When I was last in South Africa, I had a diff shop install some Harrop/Eaton E-lockers into my front and rear diffs. I had the misfortune of them nicking the outside cv boot in the process, and I only discovered it the next day, on a Friday around 3pm after having my BP-51's tightened up at another shop... So, I had to go find someone who was open at 4pm in Joburg to put on a new CV boot. After much panicking (we were leaving for Angola the next day and couldn't change the departure), and many phone calls to friends, I found another diff shop who had the parts. They swapped the boots out in an hour, but used some aftermarket rubber ones. I think they don't hold up nearly as well as the more plastic Toyota ones do. Either way, I'm going to swap both CV boots out. I'll keep the outer one as an emergency spare. This way I can separate the CV at the outside joint, slide the inner CV boot on, add the grease, and tighten it in place without needing to remove the CV shaft from the diff.
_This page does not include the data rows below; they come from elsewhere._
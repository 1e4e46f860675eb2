//! Campaign utilities and auctioneer revenue after an auction round

use crate::allocation::{Allocation, Expenditure};
use crate::campaigns::CampaignId;
use crate::error::{Error, Result};
use std::collections::HashSet;

const SIGMOID_SCALE: f64 = 4.08577;
const SIGMOID_SHIFT: f64 = 3.08577;

/// Sigmoidal fraction of a campaign's value earned by `units` effective impressions
///
/// Close to 0 for `units` much smaller than `reach`, close to 1 at
/// `units == reach`, and saturating slightly above 1 beyond it.
pub fn effective_reach_ratio(units: f64, reach: u32) -> Result<f64> {
    if reach == 0 {
        return Err(Error::ZeroReach);
    }
    let x = units / reach as f64;
    Ok((2.0 / SIGMOID_SCALE)
        * ((SIGMOID_SCALE * x - SIGMOID_SHIFT).atan() - (-SIGMOID_SHIFT).atan()))
}

/// How one campaign fared in a round
#[derive(Debug, Clone, PartialEq)]
pub struct CampaignOutcome {
    pub campaign: CampaignId,
    /// Units won on goods matching the campaign's target
    pub effective_units: u32,
    pub reach_ratio: f64,
    pub spend: f64,
    pub utility: f64,
}

#[derive(Debug, Clone, PartialEq)]
pub struct GameStatistics {
    pub campaigns: Vec<CampaignOutcome>,
    pub total_units: u32,
    pub total_revenue: f64,
}

impl GameStatistics {
    pub fn outcome(&self, campaign: CampaignId) -> Option<&CampaignOutcome> {
        self.campaigns.iter().find(|o| o.campaign == campaign)
    }

    pub fn utility(&self, campaign: CampaignId) -> Option<f64> {
        self.outcome(campaign).map(|o| o.utility)
    }
}

/// Utility of every campaign and the total revenue collected
///
/// Utility is `reach_ratio * budget - spend`, where spend covers every good
/// the campaign paid for, matching or not. Does not modify its inputs, so
/// calling it twice on the same ledgers yields the same result.
pub fn compute_statistics(
    allocation: &Allocation,
    expenditure: &Expenditure,
) -> Result<GameStatistics> {
    if !allocation.same_shape(expenditure) {
        return Err(Error::LedgerMismatch);
    }

    let goods = allocation.goods();
    let mut seen = HashSet::with_capacity(allocation.campaigns().len());
    let mut campaigns = Vec::with_capacity(allocation.campaigns().len());

    for (c, campaign) in allocation.campaigns().iter().enumerate() {
        if !seen.insert(campaign.id()) {
            return Err(Error::DuplicateCampaign(campaign.id()));
        }

        let effective_units: u32 = goods
            .iter()
            .enumerate()
            .filter(|(_, g)| campaign.wants(g))
            .map(|(g, _)| allocation.at(c, g))
            .sum();
        let reach_ratio = effective_reach_ratio(effective_units as f64, campaign.reach())?;
        let spend = expenditure.total_for_campaign(c);

        campaigns.push(CampaignOutcome {
            campaign: campaign.id(),
            effective_units,
            reach_ratio,
            spend,
            utility: reach_ratio * campaign.budget() - spend,
        });
    }

    Ok(GameStatistics {
        campaigns,
        total_units: allocation.total(),
        total_revenue: expenditure.total(),
    })
}
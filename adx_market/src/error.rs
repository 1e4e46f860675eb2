use crate::campaigns::CampaignId;
use thiserror::Error;

/// Everything that can go wrong in the market model and its analysis
#[derive(Debug, Error)]
pub enum Error {
    // Precondition violations
    #[error("a good needs at least one non-empty market segment")]
    EmptySegments,
    #[error("reserve price must be finite and non-negative, got {0}")]
    InvalidReservePrice(f64),
    #[error("campaign {campaign} must have a positive reach")]
    InvalidReach { campaign: CampaignId },
    #[error("campaign {campaign} must have a finite positive budget, got {budget}")]
    InvalidBudget { campaign: CampaignId, budget: f64 },
    #[error("invalid bid from campaign {campaign}: amount {amount}, limit {limit} (need 0 <= amount <= limit, limit > 0)")]
    InvalidBid {
        campaign: CampaignId,
        amount: f64,
        limit: f64,
    },
    #[error("effective reach ratio is undefined for a zero reach")]
    ZeroReach,
    #[error("campaign {0} appears more than once")]
    DuplicateCampaign(CampaignId),
    #[error("good {0} appears more than once in the catalog")]
    DuplicateGood(String),
    #[error("campaign {0} is not part of the market")]
    UnknownCampaign(CampaignId),
    #[error("good {0} is not part of the catalog")]
    UnknownGood(String),
    #[error("allocation and expenditure ledgers describe different markets")]
    LedgerMismatch,
    #[error("invalid configuration: {0}")]
    InvalidConfig(String),

    // Infeasibility
    #[error("pricing linear program is infeasible")]
    PricingInfeasible,
    #[error("pricing linear program is unbounded")]
    PricingUnbounded,
    #[error("epsilon must be finite and non-negative, got {0}")]
    InvalidEpsilon(f64),
    #[error("profile table is empty")]
    EmptyProfileTable,
    #[error("profile ({num_we} WE, {num_wf} WF) does not sum to {n} players")]
    InconsistentProfile {
        num_we: usize,
        num_wf: usize,
        n: usize,
    },
    #[error("profile table has no row for ({num_we} WE, {num_wf} WF)")]
    MissingProfile { num_we: usize, num_wf: usize },
    #[error("{got} revenues for {expected} profiles")]
    RevenueLengthMismatch { got: usize, expected: usize },
    #[error("cannot aggregate an empty equilibrium family")]
    EmptyFamily,
    #[error("member {0} of the equilibrium family has no nodes")]
    EmptyFamilyMember(usize),
    #[error("unknown reducer '{0}' (expected min, mean or max)")]
    UnknownReducer(String),
    #[error("unknown aggregator '{0}' (expected outer-inner, e.g. min-min)")]
    UnknownAggregator(String),
    #[error("unknown equilibrium kind '{0}' (expected scc or sink)")]
    UnknownEquilibriumKind(String),
    #[error("malformed equilibrium report: {0}")]
    MalformedReport(String),

    // Collaborators
    #[error(transparent)]
    Sampling(#[from] sampler::SamplerError),
    #[error(transparent)]
    Io(#[from] std::io::Error),
    #[error(transparent)]
    Csv(#[from] csv::Error),
    #[error(transparent)]
    Toml(#[from] toml::de::Error),
    #[error(transparent)]
    Json(#[from] serde_json::Error),
}

pub type Result<T> = std::result::Result<T, Error>;
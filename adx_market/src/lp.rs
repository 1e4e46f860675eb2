//! A minimal linear-program description and a pluggable solver

use crate::error::{Error, Result};

#[derive(Debug, Clone, Copy, PartialEq, Eq)]
pub enum Relation {
    Le,
    Ge,
    Eq,
}

#[derive(Debug, Clone, PartialEq)]
pub struct Constraint {
    pub terms: Vec<(usize, f64)>,
    pub relation: Relation,
    pub rhs: f64,
}

#[derive(Debug, Clone, PartialEq)]
pub struct Variable {
    pub objective: f64,
    pub lower: f64,
    pub upper: f64,
}

/// A maximization problem over bounded continuous variables
#[derive(Debug, Clone, Default, PartialEq)]
pub struct LinearProgram {
    variables: Vec<Variable>,
    constraints: Vec<Constraint>,
}

impl LinearProgram {
    pub fn new() -> LinearProgram {
        LinearProgram::default()
    }

    /// Add a variable with objective coefficient and bounds, returning its index
    pub fn add_var(&mut self, objective: f64, lower: f64, upper: f64) -> usize {
        self.variables.push(Variable {
            objective,
            lower,
            upper,
        });
        self.variables.len() - 1
    }

    pub fn add_constraint(&mut self, terms: Vec<(usize, f64)>, relation: Relation, rhs: f64) {
        self.constraints.push(Constraint {
            terms,
            relation,
            rhs,
        });
    }

    pub fn variables(&self) -> &[Variable] {
        &self.variables
    }

    pub fn constraints(&self) -> &[Constraint] {
        &self.constraints
    }
}

/// Anything that can maximize a [`LinearProgram`]
///
/// Returns one value per variable, in the order they were added.
pub trait LpSolver {
    fn maximize(&self, program: &LinearProgram) -> Result<Vec<f64>>;
}

/// Dense simplex solver backed by `minilp`
#[derive(Debug, Clone, Copy, Default)]
pub struct MiniLpSolver;

impl LpSolver for MiniLpSolver {
    fn maximize(&self, program: &LinearProgram) -> Result<Vec<f64>> {
        let mut problem = minilp::Problem::new(minilp::OptimizationDirection::Maximize);
        let vars: Vec<minilp::Variable> = program
            .variables()
            .iter()
            .map(|v| problem.add_var(v.objective, (v.lower, v.upper)))
            .collect();

        for constraint in program.constraints() {
            let mut expr = minilp::LinearExpr::empty();
            for &(var, coef) in &constraint.terms {
                expr.add(vars[var], coef);
            }
            let op = match constraint.relation {
                Relation::Le => minilp::ComparisonOp::Le,
                Relation::Ge => minilp::ComparisonOp::Ge,
                Relation::Eq => minilp::ComparisonOp::Eq,
            };
            problem.add_constraint(expr, op, constraint.rhs);
        }

        let solution = problem.solve().map_err(|e| match e {
            minilp::Error::Infeasible => Error::PricingInfeasible,
            _ => Error::PricingUnbounded,
        })?;
        // minilp reports some unbounded programs as an infinite optimum
        let values: Vec<f64> = vars.iter().map(|&v| solution[v]).collect();
        if !solution.objective().is_finite() || values.iter().any(|v| !v.is_finite()) {
            return Err(Error::PricingUnbounded);
        }
        Ok(values)
    }
}

#[cfg(test)]
mod tests {
    use super::*;
    use approx::assert_relative_eq;

    #[test]
    fn test_minilp_solves_small_program() {
        let mut lp = LinearProgram::new();
        let x = lp.add_var(1.0, 0.0, f64::INFINITY);
        let y = lp.add_var(2.0, 0.0, 3.0);
        lp.add_constraint(vec![(x, 1.0), (y, 1.0)], Relation::Le, 4.0);
        lp.add_constraint(vec![(x, 2.0), (y, 1.0)], Relation::Ge, 2.0);

        let values = MiniLpSolver.maximize(&lp).unwrap();
        assert_relative_eq!(values[x], 1.0, epsilon = 1e-9);
        assert_relative_eq!(values[y], 3.0, epsilon = 1e-9);
    }

    #[test]
    fn test_infeasible_program() {
        let mut lp = LinearProgram::new();
        let x = lp.add_var(1.0, 0.0, f64::INFINITY);
        lp.add_constraint(vec![(x, 1.0)], Relation::Le, 1.0);
        lp.add_constraint(vec![(x, 1.0)], Relation::Ge, 2.0);

        assert!(matches!(
            MiniLpSolver.maximize(&lp),
            Err(Error::PricingInfeasible)
        ));
    }

    #[test]
    fn test_unbounded_program() {
        let mut lp = LinearProgram::new();
        let x = lp.add_var(1.0, 0.0, f64::INFINITY);
        let y = lp.add_var(0.0, 0.0, f64::INFINITY);
        lp.add_constraint(vec![(x, 1.0), (y, -1.0)], Relation::Le, 1.0);

        assert!(matches!(
            MiniLpSolver.maximize(&lp),
            Err(Error::PricingUnbounded)
        ));
    }
}
//! Phase change notifier background task

use std::sync::Arc;
use tokio::sync::broadcast::error::RecvError;
use tracing::{info, warn};

use crate::{services::run_phase_command, state::AppState};

/// Background task that announces every Focus<->Break transition.
///
/// Each transition is logged; when `command` is set it is also run through
/// the shell. Command failures are recorded on the state and never reach
/// the engine.
pub async fn phase_notifier_task(state: Arc<AppState>, command: Option<String>) {
    info!("Starting phase notifier task");

    let mut phase_rx = state.subscribe_phase_changes();

    loop {
        match phase_rx.recv().await {
            Ok(change) => {
                info!("Phase changed: {} -> {} ({} minutes)", change.from, change.to, change.minutes);

                let Some(command) = &command else { continue };
                match run_phase_command(command, &change).await {
                    Ok(()) => state.set_notify_error(None),
                    Err(e) => {
                        warn!("{}", e);
                        state.set_notify_error(Some(e.to_string()));
                    }
                }
            }
            Err(RecvError::Lagged(skipped)) => {
                warn!("Phase notifier lagged, skipped {} transitions", skipped);
            }
            Err(RecvError::Closed) => {
                info!("Phase change channel closed, stopping notifier");
                return;
            }
        }
    }
}
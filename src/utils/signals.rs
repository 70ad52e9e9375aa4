//! Signal handling for graceful shutdown

use signal_hook_tokio::Signals;
use futures::stream::StreamExt;
use tracing::{error, info};

/// Wait for shutdown signals (SIGTERM, SIGINT)
///
/// Falls back to Ctrl-C alone if the signal handler cannot be installed.
pub async fn shutdown_signal() {
    let mut signals = match Signals::new([
        signal_hook::consts::SIGTERM,
        signal_hook::consts::SIGINT,
    ]) {
        Ok(signals) => signals,
        Err(e) => {
            error!("Failed to create signal handler: {}, waiting for Ctrl-C only", e);
            if let Err(e) = tokio::signal::ctrl_c().await {
                error!("Failed to listen for Ctrl-C: {}", e);
            }
            return;
        }
    };

    if let Some(signal) = signals.next().await {
        info!("Received signal: {}", signal);
    }
}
A number of friends of mine have had mildly torn cv boots from working in the bush and have injected the boot with more grease, cleaned it up, and then used gorilla tape to keep the hole sealed until all the parts necessary had arrived.
When I once moaned about how it's hard to get proper tools in Angola, a friend of mine and business owner here in Namibe replied with "What are you talking about? You have the proper tool between your ears! Make a plan!" He's not wrong about that.